The harmonic language in Arnold Schoenberg’s songs “Traumleben” and “Lockung,” both from op. 6 (1905), is enigmatic. “Traumleben” is well known for concluding with adjacent root-position E major and F major chords. “Lockung,” the composer boasted, avoids stating tonic harmony. In this paper, I borrow Edward T. Cone’s concept of a composer creating a new work of art when appropriating a poem to serve as the lyrics. Schoenberg’s music, I propose, does not enhance the poetry, but rather creates a new work by contradicting the meaning of the words. “Traumleben” is a love poem; but rather than projecting a love that unites and brings new life, Schoenberg’s music portrays a love that isolates and smothers. Even though the first phrase concludes with an ornamented dominant-tonic cadence, the dominant loses its tonic-defining role. The remaining phrases engage plagal elements that foreshadow the song’s Neapolitan-to-tonic conclusion. “Lockung” describes, in three stanzas, the details of a rapid chase that concludes with the narrator boasting “mein, bist du mein!” Schoenberg’s setting, however, re-writes the ending by recapitulating the musical gesture that earlier depicted the rapid darting about of the chase. Schoenberg’s music sets free the one once trapped.

Bio

Dr. Cynthia GonzalesCynthia I. Gonzales (“Dr. G”), an Associate Professor in the School of Music at Texas State University in San Marcos, TX, was honored in 2019 as a Texas State University System Regents’ Teacher and received the 2018 Texas State Presidential Award for Excellence in Teaching. Before joining the professoriate in the mid-1990s, Dr. G taught K-12 general and choral music in both public and private schools, as well as applied voice lessons.

Soon after earning a Bachelor of Music Education degree from the University of North Texas in 1982, Dr. G started singing with professional choral ensembles, beginning with the Santa Fe Desert Chorale in the mid-1980s and concluding with the San Antonio Chamber Choir in 2016. She performed with Grammy®-winning Conspirare for 16 seasons, serving as Soprano Section Leader for more than a decade. She continues to make transcriptions and arrangements for Conspirare when published scores are unavailable. Since retiring as a professional choral musician, Dr. G has returned to her first love: singing and playing guitar. She remains connected to choral music by serving as Music Director at First Lutheran Church in San Marcos, TX; and by composing sight reading pieces for Texas UIL Choir Contest.

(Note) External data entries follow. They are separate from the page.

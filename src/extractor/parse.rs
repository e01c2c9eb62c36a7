// Canonical attribute extraction from noisy product text.
//
// Pure and total: any input maps to a `CanonicalAttributes`, unrecognized
// text yields an empty record. Pattern precedence lives in explicit
// ordered tables (see dictionaries.rs) rather than in match arms.

use once_cell::sync::Lazy;
use regex::Regex;

use crate::extractor::dictionaries::{
    COLORS, IPAD_SIZES, IPHONE_MODELS, MACBOOK_SIZES, STORAGE,
};
use crate::model::{CanonicalAttributes, Category};

static IPHONE_RE: Lazy<Regex> = Lazy::new(|| Regex::new(r"\biphone\b").unwrap());
static MACBOOK_RE: Lazy<Regex> = Lazy::new(|| Regex::new(r"\bmacbook\b").unwrap());
static IPAD_RE: Lazy<Regex> = Lazy::new(|| Regex::new(r"\bipad\b").unwrap());
static AIRPODS_RE: Lazy<Regex> = Lazy::new(|| Regex::new(r"\bair\s*pods\b").unwrap());

static IPHONE_MODEL_RE: Lazy<Regex> = Lazy::new(|| {
    Regex::new(&format!(r"\b({})\b", IPHONE_MODELS.join("|"))).unwrap()
});

static LINE_PRO_MAX_RE: Lazy<Regex> = Lazy::new(|| Regex::new(r"\bpro\s*max\b").unwrap());
static LINE_PRO_RE: Lazy<Regex> = Lazy::new(|| Regex::new(r"\bpro\b").unwrap());
static LINE_PLUS_RE: Lazy<Regex> = Lazy::new(|| Regex::new(r"\bplus\b").unwrap());
static LINE_MINI_RE: Lazy<Regex> = Lazy::new(|| Regex::new(r"\bmini\b").unwrap());
static LINE_AIR_RE: Lazy<Regex> = Lazy::new(|| Regex::new(r"\bair\b").unwrap());

// Normalization splits letter/digit runs, so "m4" arrives as "m 4".
static CHIP_RE: Lazy<Regex> = Lazy::new(|| Regex::new(r"\bm\s?([1-5])\b").unwrap());

static IPAD_PRO_RE: Lazy<Regex> = Lazy::new(|| Regex::new(r"\bipad\s*pro\b").unwrap());
static IPAD_AIR_RE: Lazy<Regex> = Lazy::new(|| Regex::new(r"\bipad\s*air\b").unwrap());
static IPAD_MINI_RE: Lazy<Regex> = Lazy::new(|| Regex::new(r"\bipad\s*mini\b").unwrap());

static AIRPODS_MAX_RE: Lazy<Regex> =
    Lazy::new(|| Regex::new(r"\bair\s*pods\s*max\b").unwrap());
static AIRPODS_PRO_RE: Lazy<Regex> =
    Lazy::new(|| Regex::new(r"\bair\s*pods\s*pro\b").unwrap());
static AIRPODS_PRO_MODEL_RE: Lazy<Regex> =
    Lazy::new(|| Regex::new(r"\bpro\s*([23])\b").unwrap());
static AIRPODS_ORDINAL_EN_RE: Lazy<Regex> =
    Lazy::new(|| Regex::new(r"\b([23])\s*(?:nd|rd|th)\b").unwrap());
static AIRPODS_GEN_EN_RE: Lazy<Regex> =
    Lazy::new(|| Regex::new(r"\b([23])\s*gen(?:eration)?\b").unwrap());
static AIRPODS_GEN_RU_RE: Lazy<Regex> =
    Lazy::new(|| Regex::new(r"\b([23])\s*(?:-?\s*го)?\s*поколен(?:ие|ия)\b").unwrap());
static AIRPODS_MODEL_RE: Lazy<Regex> = Lazy::new(|| {
    Regex::new(r"\bair\s*pods\s*(?:gen\s*)?([2-4])\b|\b([2-4])\s*gen\b").unwrap()
});

static RAM_RE: Lazy<Regex> = Lazy::new(|| Regex::new(r"\b(8|16|24|36|48)\s*gb\b").unwrap());

static NUMBER_TOKEN_RE: Lazy<Regex> =
    Lazy::new(|| Regex::new(r"\b(\d{1,2}(?:[.,]\d+)?)\b").unwrap());
static UNIT_TAIL_RE: Lazy<Regex> = Lazy::new(|| Regex::new(r"^\s*(gb|гб|tb|тб)\b").unwrap());

/// Lowercases, folds "ё" to "е" (retailers and users mix the spellings),
/// and splits glued letter/digit runs so "iphone16pro" and "iPhone 16 Pro"
/// scan identically.
pub fn normalize_text(text: &str) -> String {
    let lowered = text.to_lowercase().replace('ё', "е");
    let mut out = String::with_capacity(lowered.len() + 8);
    let mut prev: Option<char> = None;
    for c in lowered.chars() {
        if let Some(p) = prev {
            let transition = (p.is_alphabetic() && c.is_ascii_digit())
                || (p.is_ascii_digit() && c.is_alphabetic());
            if transition {
                out.push(' ');
            }
        }
        out.push(c);
        prev = Some(c);
    }
    out
}

/// Fixed priority: ipad before iphone before macbook before airpods.
/// A case listing saying "для iphone и ipad" resolves to the device the
/// earliest keyword names.
fn detect_category(text: &str) -> Option<Category> {
    if IPAD_RE.is_match(text) {
        return Some(Category::Ipad);
    }
    if IPHONE_RE.is_match(text) {
        return Some(Category::Iphone);
    }
    if MACBOOK_RE.is_match(text) {
        return Some(Category::Macbook);
    }
    if AIRPODS_RE.is_match(text) {
        return Some(Category::Airpods);
    }
    None
}

fn capture_one(re: &Regex, text: &str) -> Option<String> {
    re.captures(text)
        .and_then(|c| c.get(1))
        .map(|m| m.as_str().to_string())
}

/// Screen size as a bare number within the category's allowed set.
///
/// Exclusions: a number followed by a capacity unit is storage, not a
/// size; a number preceded by a standalone chip letter ("m", Latin or
/// Cyrillic, possibly space-separated after normalization) is a chip
/// generation; a number running into any other letter is part of a word.
fn extract_size(text: &str, allowed: &[u32]) -> Option<String> {
    for caps in NUMBER_TOKEN_RE.captures_iter(text) {
        let m = match caps.get(1) {
            Some(m) => m,
            None => continue,
        };

        let head = &text[..m.start()];
        let mut before = head.chars().rev();
        let prev = before.next();
        let candidate = match prev {
            Some(' ') => before.next(),
            other => other,
        };
        // The chip letter must be a whole token; "premium 13" and
        // "слим 13" are sizes, not m-series generations.
        if matches!(candidate, Some('m') | Some('м'))
            && !before.next().is_some_and(|c| c.is_alphanumeric())
        {
            continue;
        }

        let tail = &text[m.end()..];
        if UNIT_TAIL_RE.is_match(tail) {
            continue;
        }
        if tail.chars().next().is_some_and(|c| c.is_alphabetic()) {
            continue;
        }

        let token = m.as_str().replace(',', ".");
        let Ok(value) = token.parse::<f64>() else {
            continue;
        };
        let int_part = value as u32;
        if allowed.contains(&int_part) {
            return Some(int_part.to_string());
        }
    }
    None
}

fn extract_storage(text: &str) -> Option<String> {
    for (key, synonyms) in STORAGE {
        if synonyms.iter().any(|s| text.contains(s)) {
            return Some((*key).to_string());
        }
    }
    None
}

// First key in table order with a substring hit wins; declaration order
// is the precedence rule (see dictionaries.rs).
fn extract_color(text: &str) -> Option<String> {
    for (key, synonyms) in COLORS {
        if synonyms.iter().any(|s| text.contains(s)) {
            return Some((*key).to_string());
        }
    }
    None
}

fn extract_iphone(text: &str, attrs: &mut CanonicalAttributes) {
    attrs.model = capture_one(&IPHONE_MODEL_RE, text);

    // Most specific line first: "pro" alone must not mask "pro max".
    attrs.line = if LINE_PRO_MAX_RE.is_match(text) {
        Some("pro max".to_string())
    } else if LINE_PRO_RE.is_match(text) {
        Some("pro".to_string())
    } else if LINE_PLUS_RE.is_match(text) {
        Some("plus".to_string())
    } else if LINE_MINI_RE.is_match(text) {
        Some("mini".to_string())
    } else {
        None
    };
}

fn extract_macbook(text: &str, attrs: &mut CanonicalAttributes) {
    attrs.line = if LINE_PRO_RE.is_match(text) {
        Some("pro".to_string())
    } else if LINE_AIR_RE.is_match(text) {
        Some("air".to_string())
    } else {
        None
    };

    if let Some(generation) = capture_one(&CHIP_RE, text) {
        let chip = format!("m{generation}");
        attrs.chip = Some(chip.clone());
        attrs.model = Some(chip);
    }

    attrs.size = extract_size(text, MACBOOK_SIZES);
}

fn extract_ipad(text: &str, attrs: &mut CanonicalAttributes) {
    attrs.line = if IPAD_PRO_RE.is_match(text) {
        Some("pro".to_string())
    } else if IPAD_AIR_RE.is_match(text) {
        Some("air".to_string())
    } else if IPAD_MINI_RE.is_match(text) {
        Some("mini".to_string())
    } else {
        Some("ipad".to_string())
    };

    attrs.size = extract_size(text, IPAD_SIZES);
    attrs.chip = capture_one(&CHIP_RE, text).map(|generation| format!("m{generation}"));
}

fn extract_airpods(text: &str, attrs: &mut CanonicalAttributes) {
    let line = if AIRPODS_MAX_RE.is_match(text) {
        "max"
    } else if AIRPODS_PRO_RE.is_match(text) {
        "pro"
    } else {
        "airpods"
    };
    attrs.line = Some(line.to_string());

    if line == "pro" {
        for re in [
            &*AIRPODS_PRO_MODEL_RE,
            &*AIRPODS_ORDINAL_EN_RE,
            &*AIRPODS_GEN_EN_RE,
            &*AIRPODS_GEN_RU_RE,
        ] {
            if let Some(model) = capture_one(re, text) {
                attrs.model = Some(model);
                break;
            }
        }
    } else if line == "airpods" {
        if let Some(caps) = AIRPODS_MODEL_RE.captures(text) {
            attrs.model = caps
                .get(1)
                .or_else(|| caps.get(2))
                .map(|m| m.as_str().to_string());
        }
    }
}

/// Extracts canonical attributes from free-form product text. Never fails;
/// unrecognized text yields an empty record with no category.
pub fn extract(text: &str) -> CanonicalAttributes {
    let text = normalize_text(text);
    let mut attrs = CanonicalAttributes::default();

    let Some(category) = detect_category(&text) else {
        return attrs;
    };
    attrs.category = Some(category);

    attrs.ram = capture_one(&RAM_RE, &text);

    match category {
        Category::Iphone => extract_iphone(&text, &mut attrs),
        Category::Macbook => extract_macbook(&text, &mut attrs),
        Category::Ipad => extract_ipad(&text, &mut attrs),
        Category::Airpods => extract_airpods(&text, &mut attrs),
    }

    attrs.storage = extract_storage(&text);
    attrs.color = extract_color(&text);

    attrs
}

Dr. G earned three graduate degrees in music theory (Ph.D. and A.M., Harvard University; M.M., University of North Texas). Her primary research area is text-music relationships in the early (tonal) Lieder of Arnold Schoenberg. In addition to performing this repertoire, Dr. G has given numerous presentations about Schoenberg’s songs at international, national, and regional conferences. She is currently writing a book about Schoenberg’s eight songs in op. 6 that were published in 1907.

Aural Skills is Dr. G’s favorite class to teach. She has delivered almost 20 presentations about SmartMusic® as an aural skills “tutor,” including a keynote talk at Pedagogy into Practice: Teaching Music Theory in the 21st Century and as a clinician for the 2019 UMass-Amherst Workshops in Music Theory Pedagogy. In September 2019, SmartMusic® began publishing in its software Dr. G’s aural skills exercises. She maintains a website with theory and aural skills pedagogical resources at Listen-Sing.com.

Dr. G is currently on the editorial board for the College Music Society’s Symposium and for the Journal of Music Theory Pedagogy. Additionally, she has been a Reader for the AP Music Theory Exam since 2015. In her spare time, she weeds her garden.